Thursday, February 24, 2005

Best Bookbinding tips

One of the best pastes used in bookbinding is rice flour paste, not only is it the strongest of all the pastes but it also dries transparent.

The only problem with all hand-made pastes, be it wheat flour, starch or rice flour, is that it sours and moulds very quickly. A good way of preserving the life of the paste for upto 2-4 weeks is to drop a few whole cloves in the mixture before boiling, anything with a strong odour (turpentine for example) is not only a good preservant but also keeps the bugs at bay. I also find that salycilic acid (crushed asprin) is also an excellent preservant and is a formulae I use often.

If the paste needs to be a little more tenacious then mix with the flour a sixth or eighth part of its weight of powdered alum, adding gum arabic or any kind of size.

The best way of preventing bookworm can only be controlled by the binder by adding the correct formulae to the paste used for covering the books.

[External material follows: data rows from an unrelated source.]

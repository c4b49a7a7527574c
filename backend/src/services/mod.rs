//! Business logic services for the Operations Platform

pub mod audit;
pub mod catalog;
pub mod ledger;
pub mod metrics;
pub mod reporting;
pub mod stock;

pub use audit::AuditService;
pub use catalog::CatalogService;
pub use ledger::LedgerService;
pub use metrics::MetricsService;
pub use reporting::ReportingService;
pub use stock::StockService;
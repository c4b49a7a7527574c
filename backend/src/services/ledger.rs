//! The inventory transaction ledger
//!
//! Write path: validate, resolve the target stock record, then one atomic
//! unit of work that inserts the transaction row, applies the signed delta
//! to the stock record with an atomic column increment, and appends the
//! audit entry. Read path: business-scoped, newest-first listings with
//! offset pagination and display-name joins.

use chrono::{DateTime, Utc};
use rust_decimal::Decimal;
use serde::{Deserialize, Serialize};
use sqlx::{FromRow, PgPool};
use uuid::Uuid;

use shared::{validation, AuditAction, Page, PageParams, TransactionType};

use crate::cache::{business_tag, stock_record_tag, TagCache};
use crate::error::{AppError, AppResult};
use crate::services::audit::{AuditInput, AuditedUnitOfWork};
use crate::services::stock::StockRecordRow;
use crate::services::{CatalogService, StockService};

/// Entity kind tag used for stock record audit entries
pub const STOCK_RECORD_ENTITY: &str = "stock_record";

/// Ledger service: transaction creation and queries
#[derive(Clone)]
pub struct LedgerService {
    db: PgPool,
    cache: TagCache,
}

/// Input for recording a ledger transaction
#[derive(Debug, Deserialize)]
pub struct RecordTransactionInput {
    pub product_id: Uuid,
    pub transaction_type: TransactionType,
    /// Positive magnitude; the applied sign comes from the type
    pub quantity: Decimal,
    pub amount: Option<Decimal>,
    pub reference: Option<String>,
    /// Target stock record, when the caller already holds one
    pub stock_record_id: Option<Uuid>,
    /// Required when no stock_record_id is supplied
    pub warehouse_id: Option<Uuid>,
    /// Sourcing counterparty for purchase flows
    pub supplier_id: Option<Uuid>,
}

/// Stored ledger transaction
#[derive(Debug, Clone, Serialize, FromRow)]
pub struct TransactionRow {
    pub id: Uuid,
    pub business_id: Uuid,
    pub product_id: Uuid,
    pub warehouse_id: Uuid,
    pub stock_record_id: Uuid,
    pub transaction_type: String,
    pub quantity: Decimal,
    pub amount: Option<Decimal>,
    pub reference: Option<String>,
    pub performed_by: Uuid,
    pub created_at: DateTime<Utc>,
}

/// Ledger transaction joined with display fields
#[derive(Debug, Clone, Serialize, FromRow)]
pub struct TransactionWithNames {
    pub id: Uuid,
    pub business_id: Uuid,
    pub product_id: Uuid,
    pub warehouse_id: Uuid,
    pub stock_record_id: Uuid,
    pub transaction_type: String,
    pub quantity: Decimal,
    pub amount: Option<Decimal>,
    pub reference: Option<String>,
    pub performed_by: Uuid,
    pub created_at: DateTime<Utc>,
    pub product_name: String,
    pub warehouse_name: String,
    pub performed_by_name: Option<String>,
}

const SELECT_WITH_NAMES: &str = r#"
    SELECT t.id, t.business_id, t.product_id, t.warehouse_id, t.stock_record_id,
           t.transaction_type, t.quantity, t.amount, t.reference, t.performed_by,
           t.created_at,
           p.name AS product_name,
           w.name AS warehouse_name,
           u.display_name AS performed_by_name
    FROM transactions t
    JOIN products p ON p.id = t.product_id
    JOIN warehouses w ON w.id = t.warehouse_id
    LEFT JOIN users u ON u.id = t.performed_by
"#;

impl LedgerService {
    pub fn new(db: PgPool, cache: TagCache) -> Self {
        Self { db, cache }
    }

    /// Record one stock-affecting business event
    ///
    /// The transaction row, the stock delta, and the audit entry commit in
    /// one unit of work; a failure anywhere rolls all three back. The stock
    /// update is an atomic column increment, so concurrent writers against
    /// the same record never lose updates.
    pub async fn record_transaction(
        &self,
        business_id: Uuid,
        user_id: Uuid,
        input: RecordTransactionInput,
    ) -> AppResult<TransactionRow> {
        validation::validate_quantity(input.quantity)
            .map_err(|msg| AppError::ValidationError(msg.to_string()))?;
        validation::validate_amount(input.amount)
            .map_err(|msg| AppError::ValidationError(msg.to_string()))?;

        let catalog = CatalogService::new(self.db.clone());
        if !catalog.product_exists(business_id, input.product_id).await? {
            return Err(AppError::NotFound("Product".to_string()));
        }

        let stock = StockService::new(self.db.clone());
        let record = self.target_stock_record(business_id, &input, &stock).await?;

        let delta = input.transaction_type.signed_delta(input.quantity);

        let mut uow = AuditedUnitOfWork::begin(&self.db, business_id, user_id).await?;

        let transaction = sqlx::query_as::<_, TransactionRow>(
            r#"
            INSERT INTO transactions (
                business_id, product_id, warehouse_id, stock_record_id,
                transaction_type, quantity, amount, reference, performed_by
            )
            VALUES ($1, $2, $3, $4, $5, $6, $7, $8, $9)
            RETURNING id, business_id, product_id, warehouse_id, stock_record_id,
                      transaction_type, quantity, amount, reference, performed_by, created_at
            "#,
        )
        .bind(business_id)
        .bind(input.product_id)
        .bind(record.warehouse_id)
        .bind(record.id)
        .bind(input.transaction_type.as_str())
        .bind(input.quantity)
        .bind(input.amount)
        .bind(&input.reference)
        .bind(user_id)
        .fetch_one(uow.conn())
        .await?;

        // Atomic increment; never a read-modify-write in application code
        let updated = sqlx::query_as::<_, StockRecordRow>(
            r#"
            UPDATE stock_records
            SET quantity = quantity + $1, last_updated = NOW()
            WHERE id = $2
            RETURNING id, business_id, warehouse_id, product_id, quantity, last_updated
            "#,
        )
        .bind(delta)
        .bind(record.id)
        .fetch_one(uow.conn())
        .await?;

        let audit = AuditInput::new(
            STOCK_RECORD_ENTITY,
            updated.id,
            AuditAction::Update,
            &updated,
        )?;
        uow.commit_with_audit(audit).await?;

        self.cache
            .invalidate(&[business_tag(business_id), stock_record_tag(updated.id)])
            .await;

        Ok(transaction)
    }

    /// Resolve the stock record a transaction targets
    async fn target_stock_record(
        &self,
        business_id: Uuid,
        input: &RecordTransactionInput,
        stock: &StockService,
    ) -> AppResult<StockRecordRow> {
        if let Some(stock_record_id) = input.stock_record_id {
            let record = stock.get(business_id, stock_record_id).await?;
            if record.product_id != input.product_id {
                return Err(AppError::ValidationError(
                    "Stock record does not belong to the given product".to_string(),
                ));
            }
            return Ok(record);
        }

        let warehouse_id = input.warehouse_id.ok_or_else(|| {
            AppError::missing(
                "warehouse_id",
                "Either stock_record_id or warehouse_id is required",
            )
        })?;

        if input.transaction_type == TransactionType::Purchase {
            stock
                .resolve_for_purchase(
                    business_id,
                    warehouse_id,
                    input.product_id,
                    Decimal::ZERO,
                    input.supplier_id,
                )
                .await
        } else {
            stock
                .resolve(business_id, warehouse_id, input.product_id, Decimal::ZERO)
                .await
        }
    }

    /// Most recent transactions with display names, newest first
    pub async fn list_recent(
        &self,
        business_id: Uuid,
        limit: Option<i64>,
    ) -> AppResult<Vec<TransactionWithNames>> {
        let limit = limit.unwrap_or(50).clamp(1, 500);

        let query = format!(
            "{SELECT_WITH_NAMES} WHERE t.business_id = $1 ORDER BY t.created_at DESC LIMIT $2"
        );
        let transactions = sqlx::query_as::<_, TransactionWithNames>(&query)
            .bind(business_id)
            .bind(limit)
            .fetch_all(&self.db)
            .await?;

        Ok(transactions)
    }

    /// One page of transactions plus total row and page counts
    pub async fn list_paginated(
        &self,
        business_id: Uuid,
        params: PageParams,
    ) -> AppResult<Page<TransactionWithNames>> {
        let total = sqlx::query_scalar::<_, i64>(
            "SELECT COUNT(*) FROM transactions WHERE business_id = $1",
        )
        .bind(business_id)
        .fetch_one(&self.db)
        .await?;

        let query = format!(
            "{SELECT_WITH_NAMES} WHERE t.business_id = $1 ORDER BY t.created_at DESC OFFSET $2 LIMIT $3"
        );
        let items = sqlx::query_as::<_, TransactionWithNames>(&query)
            .bind(business_id)
            .bind(params.offset())
            .bind(params.page_size())
            .fetch_all(&self.db)
            .await?;

        Ok(Page::new(items, total, params.page(), params.page_size()))
    }

    /// Transactions in an inclusive creation-time range, lean rows
    pub async fn list_by_time_range(
        &self,
        business_id: Uuid,
        from: DateTime<Utc>,
        to: DateTime<Utc>,
    ) -> AppResult<Vec<TransactionRow>> {
        let transactions = sqlx::query_as::<_, TransactionRow>(
            r#"
            SELECT id, business_id, product_id, warehouse_id, stock_record_id,
                   transaction_type, quantity, amount, reference, performed_by, created_at
            FROM transactions
            WHERE business_id = $1 AND created_at BETWEEN $2 AND $3
            ORDER BY created_at DESC
            "#,
        )
        .bind(business_id)
        .bind(from)
        .bind(to)
        .fetch_all(&self.db)
        .await?;

        Ok(transactions)
    }

    /// Time-range listing joined with related display fields
    pub async fn list_by_time_range_with_names(
        &self,
        business_id: Uuid,
        from: DateTime<Utc>,
        to: DateTime<Utc>,
    ) -> AppResult<Vec<TransactionWithNames>> {
        let query = format!(
            "{SELECT_WITH_NAMES} WHERE t.business_id = $1 AND t.created_at BETWEEN $2 AND $3 ORDER BY t.created_at DESC"
        );
        let transactions = sqlx::query_as::<_, TransactionWithNames>(&query)
            .bind(business_id)
            .bind(from)
            .bind(to)
            .fetch_all(&self.db)
            .await?;

        Ok(transactions)
    }

    /// Get one transaction within the caller's business scope
    pub async fn get_by_id(
        &self,
        business_id: Uuid,
        transaction_id: Uuid,
    ) -> AppResult<TransactionRow> {
        let transaction = sqlx::query_as::<_, TransactionRow>(
            r#"
            SELECT id, business_id, product_id, warehouse_id, stock_record_id,
                   transaction_type, quantity, amount, reference, performed_by, created_at
            FROM transactions
            WHERE id = $1 AND business_id = $2
            "#,
        )
        .bind(transaction_id)
        .bind(business_id)
        .fetch_optional(&self.db)
        .await?
        .ok_or_else(|| AppError::NotFound("Transaction".to_string()))?;

        Ok(transaction)
    }

    /// Transactions of one type, newest first
    pub async fn list_by_type(
        &self,
        business_id: Uuid,
        type_param: Option<&str>,
    ) -> AppResult<Vec<TransactionRow>> {
        let raw = validation::require_text(type_param)
            .map_err(|_| AppError::missing("type", "Transaction type is required"))?;

        let transaction_type: TransactionType = raw
            .parse()
            .map_err(|e: shared::UnknownTransactionType| AppError::ValidationError(e.to_string()))?;

        let transactions = sqlx::query_as::<_, TransactionRow>(
            r#"
            SELECT id, business_id, product_id, warehouse_id, stock_record_id,
                   transaction_type, quantity, amount, reference, performed_by, created_at
            FROM transactions
            WHERE business_id = $1 AND transaction_type = $2
            ORDER BY created_at DESC
            "#,
        )
        .bind(business_id)
        .bind(transaction_type.as_str())
        .fetch_all(&self.db)
        .await?;

        Ok(transactions)
    }
}

#[cfg(test)]
mod tests {
    use super::*;

    #[test]
    fn test_delta_matches_type_table() {
        let qty = Decimal::from(5);
        assert_eq!(TransactionType::Sale.signed_delta(qty), Decimal::from(-5));
        assert_eq!(TransactionType::Purchase.signed_delta(qty), Decimal::from(5));
    }

    #[test]
    fn test_blank_type_filter_is_rejected_before_storage() {
        let err = validation::require_text(Some("  "));
        assert!(err.is_err());
    }
}
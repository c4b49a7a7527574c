//! HTTP handlers for the Operations Platform

pub mod audit;
pub mod health;
pub mod ledger;
pub mod metrics;
pub mod reports;
pub mod stock;

pub use audit::*;
pub use health::*;
pub use ledger::*;
pub use metrics::*;
pub use reports::*;
pub use stock::*;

There is a small insect, Aglossa pinguinalis that deposits it's larvae in books in the autumn, especially in the leaves nearest the cover. These gradually produce a kind of mites that do the binding great damage.
But the most destuctive are the little wood-boring beetles, anobium pertinax and striatum. There is an instance recorded in the 19th century where, in a public library but little frequented, twenty seven folio volumes were perforated in a straight line by the same insect, in such a manner that, on passing a cord through the perfectly round hole made by it, these twenty seven volumes could be raised at once.

As already mentioned the seat of the mischief appears to lie in the binding, and the best preventative against their attacks is mineral salts, to which all insects have an aversion.

Alum and vitriol are proper for this purpose and is advisable to mix a portion with the paste used for covering the books i.e. preventative medicine is the best cure.